Durban has a lot to offer to a regular tourist.. There is a beautiful port, aquarium, sea world.
But all these places need a lot of commitment. Sikander said “if we go to the aquarium,  it’s at least 3 hours there.” So we decided to skip that part. We have seen enough big aquariums for now.
Food on the other hand was the biggest thing on our mind. It’s been a long time we had Indian street food and durban being the biggest Indian settlement outside of india, I wanted to have samosas and poori bhaji :). sikander wanted to have bunny chow – a durban Indian speciality where they serve mutton or chicken or veg curry inside a big bun.
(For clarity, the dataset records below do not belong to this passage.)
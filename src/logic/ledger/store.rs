//! Response Ledger
//!
//! Authoritative in-process record of every dispatch attempt. A single
//! mutex around the store gives linearizable read-after-write visibility
//! and makes the duplicate-suppression check-and-insert atomic.
//!
//! Entries are never removed except by an explicit `clear()`.

use std::collections::HashMap;

use parking_lot::Mutex;
use uuid::Uuid;

use crate::logic::transport::payload::TriggerPayload;

use super::types::{ActionKind, AlertRequest, AlertStatus};

/// Outcome of the atomic begin operation.
#[derive(Debug, Clone)]
pub enum BeginOutcome {
    /// A new request was created in `Pending` state.
    Created(AlertRequest),
    /// A non-terminal request already exists for this `(detection, action)`
    /// key; the duplicate submission was suppressed.
    Existing(AlertRequest),
}

#[derive(Debug, Default)]
struct LedgerInner {
    entries: HashMap<Uuid, AlertRequest>,
    /// Insertion order, for stable listings.
    order: Vec<Uuid>,
    /// Non-terminal request per `(detection_id, action)` key. At most one
    /// entry per key by construction.
    in_flight: HashMap<(String, ActionKind), Uuid>,
}

/// Query filter for audit/log display.
#[derive(Debug, Clone, Default)]
pub struct LedgerFilter {
    pub detection_id: Option<String>,
    pub action: Option<ActionKind>,
    pub status: Option<AlertStatus>,
}

impl LedgerFilter {
    fn matches(&self, req: &AlertRequest) -> bool {
        self.detection_id
            .as_ref()
            .map_or(true, |id| &req.detection_id == id)
            && self.action.map_or(true, |a| req.action == a)
            && self.status.map_or(true, |s| req.status == s)
    }
}

#[derive(Debug, Default)]
pub struct ResponseLedger {
    inner: Mutex<LedgerInner>,
}

impl ResponseLedger {
    pub fn new() -> Self {
        Self::default()
    }

    /// Atomically check for an in-flight request for `(detection_id,
    /// action)` and create a `Pending` one if none exists. This is the
    /// critical section that serializes same-key submissions.
    pub fn begin(
        &self,
        detection_id: &str,
        action: ActionKind,
        payload: TriggerPayload,
    ) -> BeginOutcome {
        let mut inner = self.inner.lock();
        let key = (detection_id.to_string(), action);

        if let Some(id) = inner.in_flight.get(&key) {
            if let Some(existing) = inner.entries.get(id) {
                if !existing.status.is_terminal() {
                    log::debug!(
                        "Duplicate suppressed for ({}, {}): request {} still {}",
                        detection_id,
                        action,
                        existing.id,
                        existing.status.as_str()
                    );
                    return BeginOutcome::Existing(existing.clone());
                }
            }
        }

        let req = AlertRequest::new(detection_id, action, payload);
        inner.in_flight.insert(key, req.id);
        inner.order.push(req.id);
        inner.entries.insert(req.id, req.clone());
        BeginOutcome::Created(req)
    }

    /// Write a request state back. Once this returns, any subsequent read
    /// observes the update.
    pub fn upsert(&self, req: &AlertRequest) {
        let mut inner = self.inner.lock();
        if !inner.entries.contains_key(&req.id) {
            inner.order.push(req.id);
        }
        if req.status.is_terminal() {
            if inner.in_flight.get(&req.key()) == Some(&req.id) {
                inner.in_flight.remove(&req.key());
            }
        } else {
            inner.in_flight.insert(req.key(), req.id);
        }
        inner.entries.insert(req.id, req.clone());
    }

    /// Most recent request for the key, terminal or not.
    pub fn get(&self, detection_id: &str, action: ActionKind) -> Option<AlertRequest> {
        let inner = self.inner.lock();
        inner
            .order
            .iter()
            .rev()
            .filter_map(|id| inner.entries.get(id))
            .find(|r| r.detection_id == detection_id && r.action == action)
            .cloned()
    }

    pub fn get_by_id(&self, id: Uuid) -> Option<AlertRequest> {
        self.inner.lock().entries.get(&id).cloned()
    }

    pub fn list_by_detection(&self, detection_id: &str) -> Vec<AlertRequest> {
        self.list_all(&LedgerFilter {
            detection_id: Some(detection_id.to_string()),
            ..Default::default()
        })
    }

    /// All matching entries in creation order.
    pub fn list_all(&self, filter: &LedgerFilter) -> Vec<AlertRequest> {
        let inner = self.inner.lock();
        inner
            .order
            .iter()
            .filter_map(|id| inner.entries.get(id))
            .filter(|r| filter.matches(r))
            .cloned()
            .collect()
    }

    /// Number of requests not yet in a terminal state.
    pub fn pending_count(&self) -> usize {
        self.inner.lock().in_flight.len()
    }

    pub fn len(&self) -> usize {
        self.inner.lock().entries.len()
    }

    pub fn is_empty(&self) -> bool {
        self.len() == 0
    }

    /// Administrative clear. Drops all entries, in-flight keys included.
    pub fn clear(&self) {
        let mut inner = self.inner.lock();
        let dropped = inner.entries.len();
        inner.entries.clear();
        inner.order.clear();
        inner.in_flight.clear();
        log::info!("Response ledger cleared ({} entries dropped)", dropped);
    }
}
Durban Indian speciality - bunny chow 🙂

We went to Victoria Street market. It’s chaotic, but it’s the perfect place to buy souvenirs, if you are looking for some. Sikander had to buy a spear for his client… I was just looking at some knick knacks and picked up a few gifts for friends and family. In the shops we also spoke about our road trip plan and how is the route and what should be careful about. The main advice we got was to not drive at night on the highways. There are a lot of erratic taxi drivers at night and the chances of an accident are very high.

After our shopping and lunch we walked back to hotel and as we were walking back we saw a flea market :). I picked up an African shirt, a friend had asked for. And then it started to rain. But not so much to need us to stop. We walked around the downtown area and came across a wall full of graffitis. Graffitis about rights – right to education, right to health, to fair trials, to equality.. It was quite interesting to sit and read through it all. Later I read it was part of a community wall mural project. As we walked along the wall, at the end we came to a stone on which it said this wall was part of the durban central prison. It’s interesting how just this one wall from one light post to another has been preserved in between the swanky downtown as a reminder of the past.


Durban central prison wall

As we left from durban it was still raining and that added to the beautiful scenery all along the highway. At one point we left the highway and went on a parallel road inside that was along the coast. We had planned on doing only about 100kms for day 1 and stop for the day at a town called south broom. There were estuaries along the way and you could see the brown and the blue waters meeting. We entered into the driveway of our beautiful guest house – white shores. The hosts – Vivian and Trevor were there to welcome us and show us the place. And we had the whole house to ourselves for the night as there were no other guests! For dinner we went to a local bar called Mariners. It seemed like th place where all the local south broom people come for a chat at the end of the day, discuss their catch, have a beer.


White shore guesthouse in southbroom

After an evening of drinks and dinner, we headed back to our room and to an early night.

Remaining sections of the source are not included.